We spin up multiple VMs (nodes) for HA Kubernetes from scratch and use kubeadm and other basic, native kubernetes tools with terraform’s local-exec and remote-exec to setup the cluster and worker nodes along with separate etcd and api servers. The number of VMs is arbitrary based on the user’s needs and the intensity of the workload.

The problem is that sometimes, for whatever reason (network problem, number of VMs requested can’t be met at that particular time), one or more nodes (worker nodes, for example) fail to be integrated into the cluster. Terraform rightfully taints the resources to be recreated on the next apply. But the next apply never happens because, one, this is all automated, and two the end user just interacts with the working cluster. They have zero visibility to inspect resources.

Behind the scenes one or more nodes is orphaned. Technically the infrastructure was created, but it’s just sitting there doing nothing except costing the user money unnecessarily. We only find out about it when the end user reports that the infrastructure can’t meet the expected needs of the workloads.

In our opinion, this provisioning has to be part of the infrastructure, not configuration (and can’t be addressed by Ansible or other tools for the same reasons).

Taining a resource for recreation, per the terraform docs, isn’t enough. How can I structure my automation code to COMPLETELY destroy every single resource that was created by terraform apply up to that point?

Is there a way to do this within terraform itself, like a full rollback, or would I have to create external scripts? If the latter, what am I looking for from the terraform command I can parse and then decide to automatically run terraform destroy? Ultimately, I need to detect that one or more of the provisioner exec resources failed, destroy the entire rollout, and notify the admins.

Thanks!

Hi @bluepresleycom,

My first thought when reflecting on your description of the requirements is to rely on Terraform CLI returning a nonzero exit code when it encounters an error during apply, with pseudocode something like this:

  • Run terraform apply. If the exit code is zero, terminate successfully.
  • If we get here then there was an error during apply, so run terraform destroy to destroy everything that was created. If the exit code is zero, terminate as unsuccessful but cleaned up
  • If we get here then destroy failed to. Generate a notification of some kind to alert an operator of the problem, and then terminate as unsuccessful and unclean.

However, you also mentioned using Terraform provisioner blocks to do some of this work, instead of using normal Terraform resources. Terraform cannot know what actions a provisioner is taking and so it cannot automatically undo those actions. terraform destroy can potentially run destroy-time provisioners during the destroy phase, but at that point you’re not really using Terraform as anything other than a shell script with less convenient syntax. It might still be worth it, but I would also evaluate each of the following alternatives:

  • Don’t use Terraform for the kubernetes setup parts of this process at all. Instead, just script the kubernetes-specific tools directly, running the same commands you would’ve run through provisioners directly in a shell script. If any of the commands fail then run a second “destroy everything” script that matches what the destroy provisioners would have done.

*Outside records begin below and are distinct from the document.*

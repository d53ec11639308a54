//! # HR Repository
//!
//! Departments, employees, attendance, and leave. Attendance and leave are
//! scoped through their employee's company with a join.

use chrono::Utc;
use sqlx::SqlitePool;
use tracing::debug;

use crate::error::{DbError, DbResult};
use keel_core::{Attendance, Department, Employee, Leave};

const DEPARTMENT_COLUMNS: &str =
    "id, company_id, name, description, is_active, created_at, updated_at";

const EMPLOYEE_COLUMNS: &str = "id, company_id, user_id, employee_number, first_name, \
     last_name, email, phone, mobile, department_id, position, hire_date, salary_cents, \
     employment_type, status, address, national_id, birth_date, created_at, updated_at";

const ATTENDANCE_COLUMNS: &str =
    "id, employee_id, date, check_in, check_out, status, notes, created_at, updated_at";

const LEAVE_COLUMNS: &str = "id, employee_id, leave_type, start_date, end_date, days, \
     reason, status, approved_by, created_at, updated_at";

#[derive(Debug, Clone)]
pub struct HrRepository {
    pool: SqlitePool,
}

impl HrRepository {
    pub fn new(pool: SqlitePool) -> Self {
        HrRepository { pool }
    }

    // -------------------------------------------------------------------------
    // Departments
    // -------------------------------------------------------------------------

    pub async fn list_departments(&self, company_id: &str) -> DbResult<Vec<Department>> {
        let rows = sqlx::query_as::<_, Department>(&format!(
            "SELECT {DEPARTMENT_COLUMNS} FROM departments WHERE company_id = ?1 ORDER BY name"
        ))
        .bind(company_id)
        .fetch_all(&self.pool)
        .await?;

        Ok(rows)
    }

    pub async fn get_department(
        &self,
        company_id: &str,
        id: &str,
    ) -> DbResult<Option<Department>> {
        let row = sqlx::query_as::<_, Department>(&format!(
            "SELECT {DEPARTMENT_COLUMNS} FROM departments WHERE id = ?1 AND company_id = ?2"
        ))
        .bind(id)
        .bind(company_id)
        .fetch_optional(&self.pool)
        .await?;

        Ok(row)
    }

    pub async fn insert_department(&self, department: &Department) -> DbResult<()> {
        sqlx::query(
            "INSERT INTO departments (id, company_id, name, description, is_active, \
             created_at, updated_at) VALUES (?1, ?2, ?3, ?4, ?5, ?6, ?7)",
        )
        .bind(&department.id)
        .bind(&department.company_id)
        .bind(&department.name)
        .bind(&department.description)
        .bind(department.is_active)
        .bind(department.created_at)
        .bind(department.updated_at)
        .execute(&self.pool)
        .await?;

        Ok(())
    }

    pub async fn update_department(&self, department: &Department) -> DbResult<()> {
        let result = sqlx::query(
            "UPDATE departments SET name = ?3, description = ?4, is_active = ?5, \
             updated_at = ?6 WHERE id = ?1 AND company_id = ?2",
        )
        .bind(&department.id)
        .bind(&department.company_id)
        .bind(&department.name)
        .bind(&department.description)
        .bind(department.is_active)
        .bind(Utc::now())
        .execute(&self.pool)
        .await?;

        if result.rows_affected() == 0 {
            return Err(DbError::not_found("Department", &department.id));
        }

        Ok(())
    }

    pub async fn delete_department(&self, company_id: &str, id: &str) -> DbResult<()> {
        let result = sqlx::query("DELETE FROM departments WHERE id = ?1 AND company_id = ?2")
            .bind(id)
            .bind(company_id)
            .execute(&self.pool)
            .await?;

        if result.rows_affected() == 0 {
            return Err(DbError::not_found("Department", id));
        }

        Ok(())
    }

    // -------------------------------------------------------------------------
    // Employees
    // -------------------------------------------------------------------------

    pub async fn list_employees(&self, company_id: &str) -> DbResult<Vec<Employee>> {
        let rows = sqlx::query_as::<_, Employee>(&format!(
            "SELECT {EMPLOYEE_COLUMNS} FROM employees \
             WHERE company_id = ?1 ORDER BY last_name, first_name"
        ))
        .bind(company_id)
        .fetch_all(&self.pool)
        .await?;

        Ok(rows)
    }

    pub async fn get_employee(&self, company_id: &str, id: &str) -> DbResult<Option<Employee>> {
        let row = sqlx::query_as::<_, Employee>(&format!(
            "SELECT {EMPLOYEE_COLUMNS} FROM employees WHERE id = ?1 AND company_id = ?2"
        ))
        .bind(id)
        .bind(company_id)
        .fetch_optional(&self.pool)
        .await?;

        Ok(row)
    }

    pub async fn insert_employee(&self, employee: &Employee) -> DbResult<()> {
        debug!(employee_number = %employee.employee_number, "Inserting employee");

        sqlx::query(
            "INSERT INTO employees (id, company_id, user_id, employee_number, first_name, \
             last_name, email, phone, mobile, department_id, position, hire_date, \
             salary_cents, employment_type, status, address, national_id, birth_date, \
             created_at, updated_at) \
             VALUES (?1, ?2, ?3, ?4, ?5, ?6, ?7, ?8, ?9, ?10, ?11, ?12, ?13, ?14, ?15, ?16, \
             ?17, ?18, ?19, ?20)",
        )
        .bind(&employee.id)
        .bind(&employee.company_id)
        .bind(&employee.user_id)
        .bind(&employee.employee_number)
        .bind(&employee.first_name)
        .bind(&employee.last_name)
        .bind(&employee.email)
        .bind(&employee.phone)
        .bind(&employee.mobile)
        .bind(&employee.department_id)
        .bind(&employee.position)
        .bind(employee.hire_date)
        .bind(employee.salary_cents)
        .bind(employee.employment_type)
        .bind(employee.status)
        .bind(&employee.address)
        .bind(&employee.national_id)
        .bind(employee.birth_date)
        .bind(employee.created_at)
        .bind(employee.updated_at)
        .execute(&self.pool)
        .await?;

        Ok(())
    }

    pub async fn update_employee(&self, employee: &Employee) -> DbResult<()> {
        debug!(id = %employee.id, "Updating employee");

        let result = sqlx::query(
            "UPDATE employees SET user_id = ?3, employee_number = ?4, first_name = ?5, \
             last_name = ?6, email = ?7, phone = ?8, mobile = ?9, department_id = ?10, \
             position = ?11, hire_date = ?12, salary_cents = ?13, employment_type = ?14, \
             status = ?15, address = ?16, national_id = ?17, birth_date = ?18, \
             updated_at = ?19 WHERE id = ?1 AND company_id = ?2",
        )
        .bind(&employee.id)
        .bind(&employee.company_id)
        .bind(&employee.user_id)
        .bind(&employee.employee_number)
        .bind(&employee.first_name)
        .bind(&employee.last_name)
        .bind(&employee.email)
        .bind(&employee.phone)
        .bind(&employee.mobile)
        .bind(&employee.department_id)
        .bind(&employee.position)
        .bind(employee.hire_date)
        .bind(employee.salary_cents)
        .bind(employee.employment_type)
        .bind(employee.status)
        .bind(&employee.address)
        .bind(&employee.national_id)
        .bind(employee.birth_date)
        .bind(Utc::now())
        .execute(&self.pool)
        .await?;

        if result.rows_affected() == 0 {
            return Err(DbError::not_found("Employee", &employee.id));
        }

        Ok(())
    }

    pub async fn delete_employee(&self, company_id: &str, id: &str) -> DbResult<()> {
        let result = sqlx::query("DELETE FROM employees WHERE id = ?1 AND company_id = ?2")
            .bind(id)
            .bind(company_id)
            .execute(&self.pool)
            .await?;

        if result.rows_affected() == 0 {
            return Err(DbError::not_found("Employee", id));
        }

        Ok(())
    }

    // -------------------------------------------------------------------------
    // Attendance
    // -------------------------------------------------------------------------

    pub async fn list_attendances(&self, company_id: &str) -> DbResult<Vec<Attendance>> {
        let rows = sqlx::query_as::<_, Attendance>(
            "SELECT a.id, a.employee_id, a.date, a.check_in, a.check_out, a.status, a.notes, \
             a.created_at, a.updated_at \
             FROM attendances a INNER JOIN employees e ON e.id = a.employee_id \
             WHERE e.company_id = ?1 ORDER BY a.date DESC",
        )
        .bind(company_id)
        .fetch_all(&self.pool)
        .await?;

        Ok(rows)
    }

    pub async fn get_attendance(
        &self,
        company_id: &str,
        id: &str,
    ) -> DbResult<Option<Attendance>> {
        let row = sqlx::query_as::<_, Attendance>(
            "SELECT a.id, a.employee_id, a.date, a.check_in, a.check_out, a.status, a.notes, \
             a.created_at, a.updated_at \
             FROM attendances a INNER JOIN employees e ON e.id = a.employee_id \
             WHERE a.id = ?1 AND e.company_id = ?2",
        )
        .bind(id)
        .bind(company_id)
        .fetch_optional(&self.pool)
        .await?;

        Ok(row)
    }

    /// Insert guarded by the employee's company; the (employee, date) unique
    /// index keeps one record per day.
    pub async fn insert_attendance(&self, company_id: &str, attendance: &Attendance) -> DbResult<()> {
        self.assert_employee(company_id, &attendance.employee_id).await?;

        sqlx::query(&format!(
            "INSERT INTO attendances ({ATTENDANCE_COLUMNS}) \
             VALUES (?1, ?2, ?3, ?4, ?5, ?6, ?7, ?8, ?9)"
        ))
        .bind(&attendance.id)
        .bind(&attendance.employee_id)
        .bind(attendance.date)
        .bind(attendance.check_in)
        .bind(attendance.check_out)
        .bind(attendance.status)
        .bind(&attendance.notes)
        .bind(attendance.created_at)
        .bind(attendance.updated_at)
        .execute(&self.pool)
        .await?;

        Ok(())
    }

    pub async fn update_attendance(&self, company_id: &str, attendance: &Attendance) -> DbResult<()> {
        self.assert_employee(company_id, &attendance.employee_id).await?;

        let result = sqlx::query(
            "UPDATE attendances SET employee_id = ?2, date = ?3, check_in = ?4, \
             check_out = ?5, status = ?6, notes = ?7, updated_at = ?8 WHERE id = ?1",
        )
        .bind(&attendance.id)
        .bind(&attendance.employee_id)
        .bind(attendance.date)
        .bind(attendance.check_in)
        .bind(attendance.check_out)
        .bind(attendance.status)
        .bind(&attendance.notes)
        .bind(Utc::now())
        .execute(&self.pool)
        .await?;

        if result.rows_affected() == 0 {
            return Err(DbError::not_found("Attendance", &attendance.id));
        }

        Ok(())
    }

    pub async fn delete_attendance(&self, company_id: &str, id: &str) -> DbResult<()> {
        let result = sqlx::query(
            "DELETE FROM attendances WHERE id = ?1 AND employee_id IN \
             (SELECT id FROM employees WHERE company_id = ?2)",
        )
        .bind(id)
        .bind(company_id)
        .execute(&self.pool)
        .await?;

        if result.rows_affected() == 0 {
            return Err(DbError::not_found("Attendance", id));
        }

        Ok(())
    }

    // -------------------------------------------------------------------------
    // Leave
    // -------------------------------------------------------------------------

    pub async fn list_leaves(&self, company_id: &str) -> DbResult<Vec<Leave>> {
        let rows = sqlx::query_as::<_, Leave>(
            "SELECT l.id, l.employee_id, l.leave_type, l.start_date, l.end_date, l.days, \
             l.reason, l.status, l.approved_by, l.created_at, l.updated_at \
             FROM leaves l INNER JOIN employees e ON e.id = l.employee_id \
             WHERE e.company_id = ?1 ORDER BY l.start_date DESC",
        )
        .bind(company_id)
        .fetch_all(&self.pool)
        .await?;

        Ok(rows)
    }

    pub async fn get_leave(&self, company_id: &str, id: &str) -> DbResult<Option<Leave>> {
        let row = sqlx::query_as::<_, Leave>(
            "SELECT l.id, l.employee_id, l.leave_type, l.start_date, l.end_date, l.days, \
             l.reason, l.status, l.approved_by, l.created_at, l.updated_at \
             FROM leaves l INNER JOIN employees e ON e.id = l.employee_id \
             WHERE l.id = ?1 AND e.company_id = ?2",
        )
        .bind(id)
        .bind(company_id)
        .fetch_optional(&self.pool)
        .await?;

        Ok(row)
    }

    pub async fn insert_leave(&self, company_id: &str, leave: &Leave) -> DbResult<()> {
        self.assert_employee(company_id, &leave.employee_id).await?;

        sqlx::query(&format!(
            "INSERT INTO leaves ({LEAVE_COLUMNS}) \
             VALUES (?1, ?2, ?3, ?4, ?5, ?6, ?7, ?8, ?9, ?10, ?11)"
        ))
        .bind(&leave.id)
        .bind(&leave.employee_id)
        .bind(leave.leave_type)
        .bind(leave.start_date)
        .bind(leave.end_date)
        .bind(leave.days)
        .bind(&leave.reason)
        .bind(leave.status)
        .bind(&leave.approved_by)
        .bind(leave.created_at)
        .bind(leave.updated_at)
        .execute(&self.pool)
        .await?;

        Ok(())
    }

    pub async fn update_leave(&self, company_id: &str, leave: &Leave) -> DbResult<()> {
        self.assert_employee(company_id, &leave.employee_id).await?;

        let result = sqlx::query(
            "UPDATE leaves SET employee_id = ?2, leave_type = ?3, start_date = ?4, \
             end_date = ?5, days = ?6, reason = ?7, status = ?8, approved_by = ?9, \
             updated_at = ?10 WHERE id = ?1",
        )
        .bind(&leave.id)
        .bind(&leave.employee_id)
        .bind(leave.leave_type)
        .bind(leave.start_date)
        .bind(leave.end_date)
        .bind(leave.days)
        .bind(&leave.reason)
        .bind(leave.status)
        .bind(&leave.approved_by)
        .bind(Utc::now())
        .execute(&self.pool)
        .await?;

        if result.rows_affected() == 0 {
            return Err(DbError::not_found("Leave", &leave.id));
        }

        Ok(())
    }

    pub async fn delete_leave(&self, company_id: &str, id: &str) -> DbResult<()> {
        let result = sqlx::query(
            "DELETE FROM leaves WHERE id = ?1 AND employee_id IN \
             (SELECT id FROM employees WHERE company_id = ?2)",
        )
        .bind(id)
        .bind(company_id)
        .execute(&self.pool)
        .await?;

        if result.rows_affected() == 0 {
            return Err(DbError::not_found("Leave", id));
        }

        Ok(())
    }

    /// The employee a child record points at must live in the caller's
    /// company.
    async fn assert_employee(&self, company_id: &str, employee_id: &str) -> DbResult<()> {
        let count: i64 =
            sqlx::query_scalar("SELECT COUNT(*) FROM employees WHERE id = ?1 AND company_id = ?2")
                .bind(employee_id)
                .bind(company_id)
                .fetch_one(&self.pool)
                .await?;

        if count == 0 {
            return Err(DbError::not_found("Employee", employee_id));
        }

        Ok(())
    }
}
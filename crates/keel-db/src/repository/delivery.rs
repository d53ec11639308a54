//! # Delivery Repository
//!
//! Drivers, deliveries, and routes, plus the dispatch workflow: driver
//! assignment, status updates, and route execution.

use chrono::Utc;
use sqlx::SqlitePool;
use tracing::debug;

use crate::error::{DbError, DbResult};
use keel_core::{
    Delivery, DeliveryItem, DeliveryRoute, DeliveryStatus, Driver, RouteDelivery, RouteStatus,
};

const DRIVER_COLUMNS: &str = "id, company_id, name, phone, email, vehicle_type, \
     vehicle_plate, license_number, status, is_active, notes, created_at, updated_at";

const DELIVERY_COLUMNS: &str = "id, company_id, delivery_number, sales_order_id, customer_id, \
     driver_id, pickup_address, delivery_address, customer_phone, scheduled_date, \
     scheduled_time, pickup_date, delivery_date, status, priority, distance_km, \
     delivery_fee_cents, tracking_code, signature, notes, internal_notes, created_by, \
     created_at, updated_at";

const ROUTE_COLUMNS: &str = "id, company_id, route_name, driver_id, date, status, \
     start_location, end_location, total_distance_km, estimated_duration, start_time, \
     end_time, notes, created_at, updated_at";

#[derive(Debug, Clone)]
pub struct DeliveryRepository {
    pool: SqlitePool,
}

This would be functionally equivalent to and considerably simpler than a Terraform configuration that does all of this same work using provisioners.
  • Use the hashicorp/kubernetes or hashicorp/helm provider to configure Kubernetes declaratively using resource blocks. These providers implement both “create” and “destroy” actions for each resource type, and so terraform destroy can automatically destroy whatever exists and ignore what doesn’t exist, without you having to manually script the create and destroy actions separately.

In all of this I’m assuming you only really use Terraform for creating and destroying the whole setup at once, and don’t use Terraform for ongoing operations once the cluster has been initially configured. Things get more interesting if you also need to do in-place updates sometimes, because in that case it would presumably not be appropriate to destroy everything just because one update action failed.